The Court finds that Plaintiff may not recover under its first two causes of action for the following three reasons.

A. Contract Modification

The 1927 Lease allows the Burnett Trust to receive royalties for the drips under section 7 or 9. The 1937 agreement is a modification of the 1927 agreement since the Burnett Trust gave up its right to receive royalties on the drips. Such a modification is lawful if it is supported by consideration and if there is mutual consent. Greenbelt Electric Coop., Inc. v. Johnson, 608 S.W.2d 320, 324 (Tex.Civ.App. 1980, no writ).

The modification is supported by consideration. Pursuant to the agreement between CSGC and the Burnett Trust, CSGC entered into a contract with an individual to remove the drips from the pipeline. In addition, the documentation presented to the Court makes it clear that the Burnett Estate and CSGC both consented to the agreement whereby CSGC arranged for the removal of the drips in exchange for the Burnett Estate relinquishing its right to the royalties on the drip. (Defendant's Ex. 31-37). Therefore, the requirements for a lawful modification are met in this case.

If a modification is acted upon by one of the parties it is enforceable even if there is no consideration for the modification. Craig, Thompson Jeffries v. Barreda, 200 S.W. 868, 869 (Tex.Civ.App. 1917), rev'd on other grounds, 222 S.W. 177 (1920). In this case, it is clear that Cities Service Gas Company acted upon the modification when it employed an individual to remove the drips. Since CSGC acted upon the modification, it is enforceable.

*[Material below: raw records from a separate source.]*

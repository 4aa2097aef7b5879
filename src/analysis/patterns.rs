use std::collections::HashMap;

use itertools::Itertools;
use strum::IntoEnumIterator;

use crate::domain::{BoxType, DrawRow};

#[derive(Debug, Clone, PartialEq)]
pub struct PatternShare {
    pub box_type: BoxType,
    pub count: usize,
    pub pct: f64,
}

/// Share of each box type across the draws, in fixed ABCD -> AAAA order.
pub fn pattern_distribution(rows: &[DrawRow]) -> Vec<PatternShare> {
    let mut counts: HashMap<BoxType, usize> = HashMap::new();
    for row in rows {
        *counts.entry(row.combo.box_type()).or_insert(0) += 1;
    }

    BoxType::iter()
        .map(|box_type| {
            let count = counts.get(&box_type).copied().unwrap_or(0);
            PatternShare {
                box_type,
                count,
                pct: percentage(count, rows.len()),
            }
        })
        .collect()
}

#[derive(Debug, Clone, PartialEq, Eq)]
pub struct MirrorAnalysis {
    pub total: usize,
    /// d1 == d4
    pub mirror_ends: usize,
    /// d2 == d3
    pub mirror_middle: usize,
    /// Both flags: reads the same backwards
    pub palindromes: usize,
}

impl MirrorAnalysis {
    pub fn mirror_ends_pct(&self) -> f64 {
        percentage(self.mirror_ends, self.total)
    }

    pub fn mirror_middle_pct(&self) -> f64 {
        percentage(self.mirror_middle, self.total)
    }

    pub fn palindrome_pct(&self) -> f64 {
        percentage(self.palindromes, self.total)
    }
}

pub fn mirror_analysis(rows: &[DrawRow]) -> MirrorAnalysis {
    let mut analysis = MirrorAnalysis {
        total: rows.len(),
        mirror_ends: 0,
        mirror_middle: 0,
        palindromes: 0,
    };
    for row in rows {
        if row.combo.mirror_ends() {
            analysis.mirror_ends += 1;
        }
        if row.combo.mirror_middle() {
            analysis.mirror_middle += 1;
        }
        if row.combo.is_palindrome() {
            analysis.palindromes += 1;
        }
    }
    analysis
}

#[derive(Debug, Clone, PartialEq)]
pub struct PositionPairRepeat {
    /// 1-based position pair, e.g. (1, 4) for the outer digits
    pub positions: (usize, usize),
    pub count: usize,
    pub fraction: f64,
}

/// For every unordered position pair, the fraction of draws where the two
/// positions carry the same digit.
pub fn repeat_analysis(rows: &[DrawRow]) -> Vec<PositionPairRepeat> {
    (0..4usize)
        .tuple_combinations()
        .map(|(i, j)| {
            let count = rows
                .iter()
                .filter(|row| {
                    let digits = row.combo.digits();
                    digits[i] == digits[j]
                })
                .count();
            PositionPairRepeat {
                positions: (i + 1, j + 1),
                count,
                fraction: if rows.is_empty() {
                    0.0
                } else {
                    count as f64 / rows.len() as f64
                },
            }
        })
        .collect()
}

fn percentage(count: usize, total: usize) -> f64 {
    if total == 0 {
        0.0
    } else {
        100.0 * count as f64 / total as f64
    }
}

#[cfg(test)]
mod tests {
    use super::*;
    use crate::domain::{Combo, Session};
    use chrono::NaiveDate;

    fn rows(combos: &[&str]) -> Vec<DrawRow> {
        combos
            .iter()
            .map(|c| {
                DrawRow::new(
                    NaiveDate::from_ymd_opt(2024, 1, 1).unwrap(),
                    Session::Midday,
                    Combo::parse(c).unwrap(),
                )
            })
            .collect()
    }

    #[test]
    fn test_pattern_distribution_order_and_counts() {
        let shares = pattern_distribution(&rows(&["1234", "1123", "1122", "1112", "1111"]));
        let kinds: Vec<BoxType> = shares.iter().map(|s| s.box_type).collect();
        assert_eq!(
            kinds,
            vec![
                BoxType::TwentyFourWay,
                BoxType::TwelveWay,
                BoxType::SixWay,
                BoxType::FourWay,
                BoxType::OneWay
            ]
        );
        assert!(shares.iter().all(|s| s.count == 1));
        assert!(shares.iter().all(|s| (s.pct - 20.0).abs() < 1e-9));
    }

    #[test]
    fn test_pattern_distribution_lists_absent_types() {
        let shares = pattern_distribution(&rows(&["1234"]));
        assert_eq!(shares.len(), 5);
        assert_eq!(shares[0].count, 1);
        assert!(shares[1..].iter().all(|s| s.count == 0));
    }

    #[test]
    fn test_mirror_analysis_counts() {
        // 1221: palindrome; 1231: ends only; 1334: middle only; 1234: neither
        let analysis = mirror_analysis(&rows(&["1221", "1231", "1334", "1234"]));
        assert_eq!(analysis.mirror_ends, 2);
        assert_eq!(analysis.mirror_middle, 2);
        assert_eq!(analysis.palindromes, 1);
        assert!((analysis.palindrome_pct() - 25.0).abs() < 1e-9);
    }

    #[test]
    fn test_repeat_analysis_covers_all_six_pairs() {
        let repeats = repeat_analysis(&rows(&["1212", "1111"]));
        assert_eq!(repeats.len(), 6);

        let pair = |p: (usize, usize)| repeats.iter().find(|r| r.positions == p).unwrap();
        // 1212: positions (1,3) and (2,4) repeat; 1111: all pairs repeat
        assert_eq!(pair((1, 3)).count, 2);
        assert_eq!(pair((2, 4)).count, 2);
        assert_eq!(pair((1, 2)).count, 1);
        assert!((pair((1, 3)).fraction - 1.0).abs() < 1e-9);
        assert!((pair((1, 2)).fraction - 0.5).abs() < 1e-9);
    }
}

Plaintiff argues that it did not waive its right to royalty payments under the 1927 Lease when it entered into the 1937 agreement with CSGC. Plaintiff argues that the drips had no monetary value and, consequently, that it could not obtain any royalties from the drips at that time. Plaintiff's argument continues that because the drips had no value and because Plaintiff could not receive any royalties from the drip, the Plaintiff's royalty interest was nonexistent. Plaintiff then states that one cannot waive a nonexistent right.

This Court cannot accept Plaintiff's contention that the drips have no value. The Court finds that the drips do have value. It is undisputed that the trespassers found value in the drips since they went to great lengths to obtain the drips.

Assuming that the drips did not have any monetary value the Court is still not persuaded by Plaintiff's argument. Plaintiff seems to argue that because the drips have no monetary value Plaintiff has no royalty interest in the drips. The Court disagrees. Simply because the drips do not have any value does not mean that Plaintiff does not have a royalty interest in the actual gasoline which composes the drips. The fact that the royalty interest is not rendering monetary benefits to the Plaintiff at the time that Plaintiff executed the waiver does not mean that the Plaintiff's royalty interest is nonexistent.

In sum, Plaintiff obtained a royalty interest in the drips in 1927 when it entered into the original lease. That interest continued to exist until 1937, at which time Plaintiff entered into the agreement with CSGC. This agreement provided that Plaintiff relinquished its royalty interest in exchange for CSGC arranging for the disposal of the drips. Thus, Plaintiff has waived any interest in the drips because of the modification of the 1927 Lease by the 1937 Agreement. Staples v. Railroad Commission of Texas, 358 S.W.2d 706, 711 (Tex.Civ.App. 1962) (waiver is the relinquishment of a known and existing legal right).

B. Northwest is not in Privity of Contract or Privity of Estate with Plaintiff

The Court finds that its ruling on the liquid royalties issue can be decided on alternative grounds to those in the contract modification discussion above.

The Court finds that the documents surrounding the April and May 1953 transactions provide only one interpretation. The assignment, which was effective March 31, 1953, provides that CSGC assigned to Cities Producing "all Assignor's right, title, and interest in and under certain oil and gas leases [the 1927 Gas Lease and the 1936 Empire Lease]." Effective the following day, April 1, 1953, CSGC purchased from Cities Producing "gas rights under oil and gas leases [the 1927 and the 1936 leases]."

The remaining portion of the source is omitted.